** DATA PROVIDED follows **
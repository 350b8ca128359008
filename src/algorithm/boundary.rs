//! Boundary-face tagging and virtual boundary pores

use crate::algorithm::watershed::LabelImage;
use crate::analysis::builder::{equivalent_diameter, throat_perimeter};
use crate::analysis::graph::{PoreKind, PoreNetworkGraph, PoreNode, ThroatEdge, ThroatKind};
use crate::analysis::regions::is_region;
use crate::math::distance::DistanceMap;
use crate::spatial::border::Face;
use crate::spatial::grid::{BoundingBox, Grid, Point};
use std::collections::BTreeMap;
use tracing::debug;

/// Which faces to tag and whether to add virtual pores for them
#[derive(Debug, Clone, Default, PartialEq, Eq)]
pub struct BoundaryOptions {
    /// Faces to tag
    pub faces: Vec<Face>,
    /// Append one virtual pore per face, linked to every touching pore
    pub add_virtual_pores: bool,
}

/// What tagging changed
#[derive(Debug, Clone, Default, PartialEq, Eq)]
pub struct BoundaryReport {
    /// Labels of the pores touching each tagged face
    pub touching: BTreeMap<Face, Vec<u32>>,
    /// Labels assigned to virtual pores, in face order
    pub virtual_pores: Vec<u32>,
}

/// Voxels of one region lying on a face layer
#[derive(Debug, Clone)]
struct FaceContact {
    count: u64,
    coordinate_sum: Vec<u64>,
    bounds: BoundingBox,
    min_distance: f64,
    first_voxel: usize,
}

impl FaceContact {
    fn new(grid: &Grid, index: usize, distance: f64) -> Self {
        let coords = grid.coords(index);
        Self {
            count: 1,
            coordinate_sum: coords.iter().map(|&c| c as u64).collect(),
            bounds: BoundingBox::from_point(&coords),
            min_distance: distance,
            first_voxel: index,
        }
    }

    fn add(&mut self, grid: &Grid, index: usize, distance: f64) {
        let coords = grid.coords(index);
        self.count += 1;
        for (sum, &c) in self.coordinate_sum.iter_mut().zip(&coords) {
            *sum += c as u64;
        }
        self.bounds.include(&coords);
        self.min_distance = self.min_distance.min(distance);
        self.first_voxel = self.first_voxel.min(index);
    }

    fn merge(&mut self, other: &Self) {
        self.count += other.count;
        for (sum, &s) in self.coordinate_sum.iter_mut().zip(&other.coordinate_sum) {
            *sum += s;
        }
        self.bounds = self.bounds.union(&other.bounds);
        self.min_distance = self.min_distance.min(other.min_distance);
        self.first_voxel = self.first_voxel.min(other.first_voxel);
    }

    fn centroid(&self, voxel_size: f64) -> Point {
        let count = self.count.max(1) as f64;
        self.coordinate_sum
            .iter()
            .map(|&sum| sum as f64 / count * voxel_size)
            .collect()
    }
}

/// Flag pores touching the requested faces, optionally adding virtual pores
///
/// Faces are processed in canonical order and duplicates are ignored.
/// Existing node geometry and edges are left untouched; only the boundary
/// flags change and new virtual nodes and edges are appended.
pub fn tag_boundaries(
    graph: &mut PoreNetworkGraph,
    labels: &LabelImage,
    distance: &DistanceMap,
    options: &BoundaryOptions,
) -> BoundaryReport {
    let grid = labels.grid();
    let ndim = grid.ndim();
    let vs = graph.metadata.voxel_size;
    let face_area = vs.powi(ndim as i32 - 1);

    let mut faces = options.faces.clone();
    faces.sort_unstable();
    faces.dedup();

    let mut report = BoundaryReport::default();

    for face in faces.into_iter().filter(|face| face.axis() < ndim) {
        let contacts = face_contacts(face, labels, distance);
        let mut touching = Vec::new();

        for &label in contacts.keys() {
            if let Some(node) = graph.nodes.get_mut(&label) {
                node.is_boundary = true;
                if !node.boundary_faces.contains(&face) {
                    node.boundary_faces.push(face);
                }
                touching.push(label);
            }
        }
        if !graph.metadata.boundary_faces.contains(&face) {
            graph.metadata.boundary_faces.push(face);
        }
        debug!(%face, pores = touching.len(), "boundary face tagged");

        if options.add_virtual_pores && !touching.is_empty() {
            let label = add_virtual_pore(graph, face, grid, &contacts, face_area);
            report.virtual_pores.push(label);
        }
        report.touching.insert(face, touching);
    }

    report
}

/// Face-layer voxels grouped by region label
fn face_contacts(face: Face, labels: &LabelImage, distance: &DistanceMap) -> BTreeMap<u32, FaceContact> {
    let grid = labels.grid();
    let mut contacts: BTreeMap<u32, FaceContact> = BTreeMap::new();
    for index in face.voxels(grid) {
        let label = labels.at(index);
        if !is_region(label) {
            continue;
        }
        let d = distance.at(index);
        contacts
            .entry(label)
            .and_modify(|contact| contact.add(grid, index, d))
            .or_insert_with(|| FaceContact::new(grid, index, d));
    }
    contacts
}

fn add_virtual_pore(
    graph: &mut PoreNetworkGraph,
    face: Face,
    grid: &Grid,
    contacts: &BTreeMap<u32, FaceContact>,
    face_area: f64,
) -> u32 {
    let vs = graph.metadata.voxel_size;
    let ndim = grid.ndim();
    let label = graph.max_label() + 1;
    let plane = face.layer(grid) as f64 * vs;

    let mut total: Option<FaceContact> = None;
    for contact in contacts.values() {
        match total.as_mut() {
            Some(acc) => acc.merge(contact),
            None => total = Some(contact.clone()),
        }
    }
    let Some(total) = total else {
        return label;
    };

    let area = total.count as f64 * face_area;
    graph.nodes.insert(
        label,
        PoreNode {
            label,
            centroid: total.centroid(vs),
            marker: grid.coords(total.first_voxel),
            voxel_count: 0,
            volume: 0.0,
            equivalent_radius: 0.0,
            inscribed_radius: 0.0,
            surface_area: area,
            bounding_box: total.bounds.clone(),
            is_boundary: true,
            boundary_faces: vec![face],
            kind: PoreKind::Virtual(face),
            isolated: false,
        },
    );

    for (&pore, contact) in contacts {
        let Some(node) = graph.nodes.get(&pore) else {
            continue;
        };
        let to_plane = node
            .centroid
            .get(face.axis())
            .map_or(0.0, |&c| (c - plane).abs());
        let area = contact.count as f64 * face_area;
        let edge = ThroatEdge {
            pores: (pore, label),
            face_count: contact.count,
            cross_sectional_area: area,
            perimeter: throat_perimeter(area, ndim),
            centroid: contact.centroid(vs),
            inscribed_radius: contact.min_distance * vs,
            equivalent_diameter: equivalent_diameter(area, ndim),
            centroid_distance: to_plane,
            conduit_length: to_plane,
            kind: ThroatKind::Virtual(face),
        };
        graph.edges.insert((pore, label), edge);
    }

    label
}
** End of DATA PROVIDED **
§ DIRECTIONS FOR THIS TASK: Begin with the first line of the records and reproduce each line as is, ending with the line that holds "use crate::spatial::border::Face;".

§ EXERCISE OUTPUT:
repository 350b8ca128359008
filename src/algorithm/boundary.rs
//! Boundary-face tagging and virtual boundary pores

use crate::algorithm::watershed::LabelImage;
use crate::analysis::builder::{equivalent_diameter, throat_perimeter};
use crate::analysis::graph::{PoreKind, PoreNetworkGraph, PoreNode, ThroatEdge, ThroatKind};
use crate::analysis::regions::is_region;
use crate::math::distance::DistanceMap;
use crate::spatial::border::Face;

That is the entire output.